I have an index, that is giving issues pageinspect-ing it:

SELECT * FROM bt_metap('index')\gx
ERROR:  value "2180413846" is out of range for type integer

At the same time:

SELECT * FROM pgstatindex('index')\gx
-[ RECORD 1 ]------+----------
version            | 3
tree_level         | 2
index_size         | 131571712
root_block_no      | 290
internal_pages     | 56
leaf_pages         | 16003
empty_pages        | 0
deleted_pages      | 1
avg_leaf_density   | 50.06
leaf_fragmentation | 66.08

Looking at the sources of both extensions, I can see, that pgstatindex() is
using psprintf(INT64_FORMAT) for page counters and psprintf("%u") for root
page, while bt_metap() is using only psprintf("%d");

I assume psprintf("%u") should be used at least for metad->btm_root and
metad->btm_fastroot in the bt_metap(PG_FUNCTION_ARGS) function.


Re: BUG #16285: bt_metap fails with value is out of range for type integer

From
Peter Geoghegan
Date:
On Mon, Mar 2, 2020 at 2:40 PM PG Bug reporting form
<noreply@postgresql.org> wrote:
> Looking at the sources of both extensions, I can see, that pgstatindex() is
> using psprintf(INT64_FORMAT) for page counters and psprintf("%u") for root
> page, while bt_metap() is using only psprintf("%d");
>
> I assume psprintf("%u") should be used at least for metad->btm_root and
> metad->btm_fastroot in the bt_metap(PG_FUNCTION_ARGS) function.

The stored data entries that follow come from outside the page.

//! Timers and time-based futures driven by the loop.

pub mod sleep;
pub use sleep::{Sleep, sleep};

pub mod timeout;
pub use timeout::{Timeout, timeout};

mod timer;
pub(crate) use timer::TimerHeap;
pub use timer::{TimerId, clear_timeout, defer, set_timeout};

pub mod yield_now;
pub use yield_now::{YieldNow, yield_now};
impl<T> Clone for Resolver<T> {
    fn clone(&self) -> Self {
        Self {
            shared: Rc::clone(&self.shared),
        }
    }
}

impl<T> fmt::Debug for Resolver<T> {
    fn fmt(&self, f: &mut fmt::Formatter<'_>) -> fmt::Result {
        f.debug_struct("Resolver").field("id", &self.shared.id).finish()
    }
}

/// A [`Resolver`] usable from any thread. Consumed by resolving.
pub struct RemoteResolver<T> {
    key: usize,
    remote: Remote,
    done: bool,
    _marker: PhantomData<fn(T)>,
}

impl<T: Send + 'static> RemoteResolver<T> {
    pub fn resolve<E>(self, res: std::result::Result<T, E>) -> bool
    where
        E: Into<anyhow::Error>,
    {
        self.settle(res.map_err(|err| Error::from_producer(err.into())))
    }

    pub fn ok(self, value: T) -> bool {
        self.settle(Ok(value))
    }

    pub fn err<E>(self, err: E) -> bool
    where
        E: Into<anyhow::Error>,
    {
        self.settle(Err(Error::from_producer(err.into())))
    }

    /// Posts the outcome to the loop thread. Always true: whether the future
    /// was still unresolved is only known on the loop thread.
    pub(crate) fn settle(mut self, outcome: Result<T>) -> bool {
        self.done = true;

        let key = self.key;
        self.remote.post(move || {
            if let Some(complete) = context::try_with_core(|core| core.unpark(key)).flatten() {
                complete(Box::new(outcome));
            }
        });

        true
    }
}

impl<T> Drop for RemoteResolver<T> {
    fn drop(&mut self) {
        if self.done {
            return;
        }

        // Unblocks the loop, the future stays unresolved.
        let key = self.key;
        self.remote.post(move || {
            let parked = context::try_with_core(|core| core.unpark(key)).flatten();
            drop(parked);
        });
    }
}

impl<T> fmt::Debug for RemoteResolver<T> {
    fn fmt(&self, f: &mut fmt::Formatter<'_>) -> fmt::Result {
        f.debug_struct("RemoteResolver")
            .field("key", &self.key)
            .field("done", &self.done)
            .finish()
    }
}

/// Starts a callback-style operation and returns a handle to its outcome.
///
/// `op` is invoked immediately with the resolver. Arguments are captured by
/// the closure.
///
/// ```no_run
/// use std::time::Duration;
///
/// fn sum(a: u32, b: u32, done: fibra::Resolver<u32>) {
///     fibra::time::defer(move || {
///         done.ok(a + b);
///     });
/// }
///
/// # #[fibra::main]
/// # async fn main() -> fibra::Result<()> {
/// let handle = fibra::call_async(|resolver| sum(3, 4, resolver));
/// assert_eq!(handle.await?, 7);
/// # Ok(())
/// # }
/// ```
#[track_caller]
pub fn call_async<T, F>(op: F) -> FutureHandle<T>
where
    T: 'static,
    F: FnOnce(Resolver<T>),
{
    let handle = FutureHandle::new();
    op(handle.resolver());
    handle
}

#[cfg(test)]
mod tests {
    use super::*;
    use crate as fibra;
    use crate::test_utils::*;
    use anyhow::Result;
    use static_assertions::{assert_impl_all, assert_not_impl_any};
    use std::thread;

    assert_not_impl_any!(FutureHandle<u32>: Send, Sync, Clone);
    assert_not_impl_any!(Resolver<u32>: Send, Sync);
    assert_impl_all!(RemoteResolver<u32>: Send);

    #[fibra::test]
    async fn test_sum_scenario() -> Result<()> {
        let handle = fibra::call_async(|resolver| mock_sum(3, 4, resolver));
        assert_eq!(handle.result().await?, 7);
        assert!(handle.is_resolved());
        assert!(handle.elapsed().is_some());
        Ok(())
    }

    #[fibra::test]
    async fn test_first_resolution_wins() -> Result<()> {
        let handle = FutureHandle::new();
        let resolver = handle.resolver();

        assert!(resolver.ok(1));
        assert!(!resolver.ok(2));
        assert!(!resolver.err(anyhow::anyhow!("late")));

        assert_eq!(handle.result().await?, 1);
        assert_eq!(handle.error().await, None);
        assert_eq!(handle.await?, 1);
        Ok(())
    }

    #[fibra::test]
    async fn test_first_error_is_kept() -> Result<()> {
        let handle = FutureHandle::<u32>::new();
        let resolver = handle.resolver();

        resolver.resolve(Err::<u32, _>(anyhow::anyhow!("boom")));
        resolver.ok(2);

        let err = handle.error().await.expect("resolved with an error");
        assert_eq!(err.to_string(), "boom");
        assert_eq!(handle.result().await, Err(err));
        Ok(())
    }

    #[fibra::test]
    async fn test_unbounded_timeout_resolves_normally() -> Result<()> {
        let handle = FutureHandle::<u32>::with_timeout(Duration::MAX);
        let resolver = handle.resolver();
        fibra::time::defer(move || {
            resolver.ok(5);
        });

        assert_eq!(handle.await?, 5);
        Ok(())
    }

    #[fibra::test]
    async fn test_timeout_fires_and_late_resolution_is_noop() -> Result<()> {
        let line = line!() + 1;
        let handle = FutureHandle::<u32>::with_timeout(Duration::from_millis(50));
        let resolver = handle.resolver();

        fibra::time::set_timeout(Duration::from_millis(100), move || {
            assert!(!resolver.ok(1), "late resolution must be ignored");
        });

        let start = Instant::now();
        let err = handle.error().await.expect("timed out");
        let elapsed = start.elapsed();

        assert!(err.is_timeout());
        assert!(err.to_string().contains(&format!("{}:{}", file!(), line)));
        assert!(err.to_string().contains("50ms"));
        assert!(elapsed >= Duration::from_millis(50));
        assert!(elapsed < Duration::from_millis(95), "elapsed {elapsed:?}");

        // Wait for the late producer so its assertion runs.
        fibra::sleep(Duration::from_millis(60)).await?;
        assert!(handle.result().await.is_err_and(|e| e.is_timeout()));
        Ok(())
    }

    #[fibra::test]
    async fn test_set_timeout_before_wait() -> Result<()> {
        let handle = FutureHandle::<()>::new();
        let _resolver = handle.resolver();
        assert_eq!(handle.timeout(), None);

        handle.set_timeout(Some(Duration::from_millis(5)));
        assert_eq!(handle.timeout(), Some(Duration::from_millis(5)));

        // Timer only armed by the wait.
        assert!(!handle.is_resolved());
        assert!(handle.await.is_err_and(|e| e.is_timeout()));
        Ok(())
    }

    #[fibra::test]
    async fn test_back_to_back_futures_overlap() -> Result<()> {
        let start = Instant::now();

        let a = fibra::call_async(|resolver| mock_delayed(Duration::from_millis(100), 1, resolver));
        let b = fibra::call_async(|resolver| mock_delayed(Duration::from_millis(100), 2, resolver));

        assert_eq!(a.await? + b.await?, 3);
        assert!(start.elapsed() < Duration::from_millis(150));
        Ok(())
    }

    #[fibra::test]
    async fn test_remote_resolution_lands_on_loop_thread() -> Result<()> {
        let loop_thread = thread::current().id();

        let handle = FutureHandle::new();
        let remote = handle.resolver().into_remote();

        thread::spawn(move || remote.ok(thread::current().id()));

        let resolver_thread = handle.await?;
        assert_ne!(resolver_thread, loop_thread);
        assert!(context::with_core(|core| core.parked.borrow().is_empty()));
        Ok(())
    }

    #[fibra::test]
    async fn test_dropped_remote_resolver_releases_loop() -> Result<()> {
        let handle = FutureHandle::<u32>::new();
        let remote = handle.resolver().into_remote();
        thread::spawn(move || drop(remote)).join().expect("thread panicked");

        drop(handle);
        fibra::time::yield_now().await;
        assert!(context::with_core(|core| core.parked.borrow().is_empty()));
        Ok(())
    }

    #[test]
    fn test_handle_outside_runtime() {
        let handle = FutureHandle::new();
        handle.resolver().ok("value");

        let res = futures::executor::block_on(handle.into_future());
        assert_eq!(res, Ok("value"));
    }

    #[fibra::test]
    async fn test_stats_track_futures() -> Result<()> {
        let before = fibra::stats();

        let handle = FutureHandle::<()>::new();
        assert_eq!(fibra::stats().futures_active, before.futures_active + 1);
        assert_eq!(fibra::stats().futures_total, before.futures_total + 1);

        handle.resolver().ok(());
        assert_eq!(fibra::stats().futures_active, before.futures_active);

        // Dropping an unresolved future also releases it.
        drop(FutureHandle::<()>::new());
        assert_eq!(fibra::stats().futures_active, before.futures_active);
        Ok(())
    }
}
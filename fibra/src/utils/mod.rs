pub(crate) mod scheduler;

pub(crate) mod scope_guard;
pub(crate) use scope_guard::ScopeGuard;
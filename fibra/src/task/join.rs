use crate::context;
use crate::error::{Error, Result};
use crate::task::FutureId;
use std::cell::RefCell;
use std::collections::BTreeMap;
use std::rc::{Rc, Weak};
use std::task::{Poll, Waker};
use tracing::debug;

/// Implemented by the shared state of every future so the registry can arm
/// pending timeouts while it drains.
pub(crate) trait Pending {
    fn arm_timeout(self: Rc<Self>);
}

/// Futures created by a task and not resolved yet.
///
/// Entries are weak: once every handle and resolver of a future is gone it can
/// never resolve, and the drain forgets about it instead of waiting forever.
#[derive(Default)]
pub(crate) struct JoinRegistry {
    pending: RefCell<BTreeMap<FutureId, Weak<dyn Pending>>>,
    waiter: RefCell<Option<Waker>>,
}

impl JoinRegistry {
    pub(crate) fn register(&self, id: FutureId, future: Weak<dyn Pending>) {
        self.pending.borrow_mut().insert(id, future);
    }

    pub(crate) fn deregister(&self, id: FutureId) {
        let now_empty = {
            let mut pending = self.pending.borrow_mut();
            pending.remove(&id).is_some() && pending.is_empty()
        };

        if now_empty && let Some(waker) = self.waiter.borrow_mut().take() {
            waker.wake();
        }
    }

    pub(crate) fn len(&self) -> usize {
        self.pending.borrow().len()
    }

    pub(crate) fn is_empty(&self) -> bool {
        self.pending.borrow().is_empty()
    }

    /// Resolves once every registered future resolved. Values are discarded,
    /// each future keeps its own outcome for its readers.
    pub(crate) async fn drain(&self) {
        futures::future::poll_fn(|cx| {
            let live = self.prune();

            if live.is_empty() {
                return Poll::Ready(());
            }

            *self.waiter.borrow_mut() = Some(cx.waker().clone());

            // Timeouts only start counting when somebody waits, and this is a
            // wait. Arming may settle a future synchronously, so it happens
            // after the borrow on `pending` is released.
            for future in live {
                future.arm_timeout();
            }

            match self.is_empty() {
                true => Poll::Ready(()),
                false => Poll::Pending,
            }
        })
        .await
    }

    fn prune(&self) -> Vec<Rc<dyn Pending>> {
        let mut live = Vec::new();

        self.pending.borrow_mut().retain(|id, future| match future.upgrade() {
            Some(future) => {
                live.push(future);
                true
            }
            None => {
                debug!(future.id = %id, "future dropped before resolution, not waiting for it");
                false
            }
        });

        live
    }
}

/// Suspends the current task until every future it created so far resolved.
///
/// This happens implicitly when a task body returns. Calling it mid-body is
/// useful to make sure fire-and-forget work is done before moving on.
pub async fn wait_futures() -> Result<()> {
    let node = context::current_task().ok_or(Error::NotInTask { op: "wait_futures" })?;
    node.join.drain().await;
    Ok(())
}

#[cfg(test)]
mod tests {
    use super::*;
    use crate as fibra;
    use crate::FutureHandle;
    use crate::time::defer;
    use anyhow::Result;
    use std::cell::Cell;
    use std::time::Duration;

    struct Dummy;

    impl Pending for Dummy {
        fn arm_timeout(self: Rc<Self>) {}
    }

    #[test]
    fn test_registry_counts_and_prunes_dead_entries() {
        let registry = JoinRegistry::default();
        let alive: Rc<dyn Pending> = Rc::new(Dummy);
        let dead: Rc<dyn Pending> = Rc::new(Dummy);

        registry.register(FutureId::next(), Rc::downgrade(&alive));
        registry.register(FutureId::next(), Rc::downgrade(&dead));
        assert_eq!(registry.len(), 2);

        drop(dead);
        assert_eq!(registry.prune().len(), 1);
        assert_eq!(registry.len(), 1);
    }

    #[test]
    fn test_wait_futures_outside_task() {
        let res = futures::executor::block_on(wait_futures());
        assert_eq!(res, Err(Error::NotInTask { op: "wait_futures" }));
    }

    #[fibra::test]
    async fn test_wait_futures_mid_body() -> Result<()> {
        let done = Rc::new(Cell::new(0));

        for i in 0..3 {
            let handle = FutureHandle::<()>::new();
            let resolver = handle.resolver();
            let done = Rc::clone(&done);

            fibra::time::set_timeout(Duration::from_millis(10 * i), move || {
                done.set(done.get() + 1);
                resolver.ok(());
            });
        }

        fibra::task::wait_futures().await?;
        assert_eq!(done.get(), 3);
        Ok(())
    }

    #[fibra::test]
    async fn test_drain_forgets_unresolvable_future() -> Result<()> {
        // Nothing can ever resolve this one.
        drop(FutureHandle::<u32>::new());

        let handle = FutureHandle::<u32>::new();
        let resolver = handle.resolver();
        defer(move || {
            resolver.ok(1);
        });

        wait_futures().await?;
        assert_eq!(handle.await?, 1);
        Ok(())
    }
}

While this has been wrong forever, the immediate problem here is
probably not metad->btm_root. In practice, the root block number is
usually fairly low. Very large indexes tend to have a root page that
only has a small number of tuples, because the root page was created
relatively early in the lifetime of the index. Past a certain point,
the root page receives new tuples so infrequently that it almost never
happens.

I think it's more likely that the problem here is the relatively new
column returned by bt_metap(), oldest_xact. That has only been around
since Postgres v11.

I'm not sure how we should handle this in the backbranches, since only
a change in the CREATE FUNCTION declaration of bt_metap() can truly
fix the problem. I suppose that we could work around the problem with
some kind of kludge, but come up with a real fix for v13.

-- 
Peter Geoghegan



Re: BUG #16285: bt_metap fails with value is out of range for type integer

From
Victor Yegorov
Date:
вт, 3 мар. 2020 г. в 01:03, Peter Geoghegan <pg@bowt.ie>:
I think it's more likely that the problem here is the relatively new
column returned by bt_metap(), oldest_xact. That has only been around
since Postgres v11.

This made me look at the stats, as this is a test copy of the DB upgraded to 12.2 recently. Per pg_stat_user_tables,
table had never been vacuumed since upgrade, only analyzed.
I've run vacuum manually and this made the issue go away.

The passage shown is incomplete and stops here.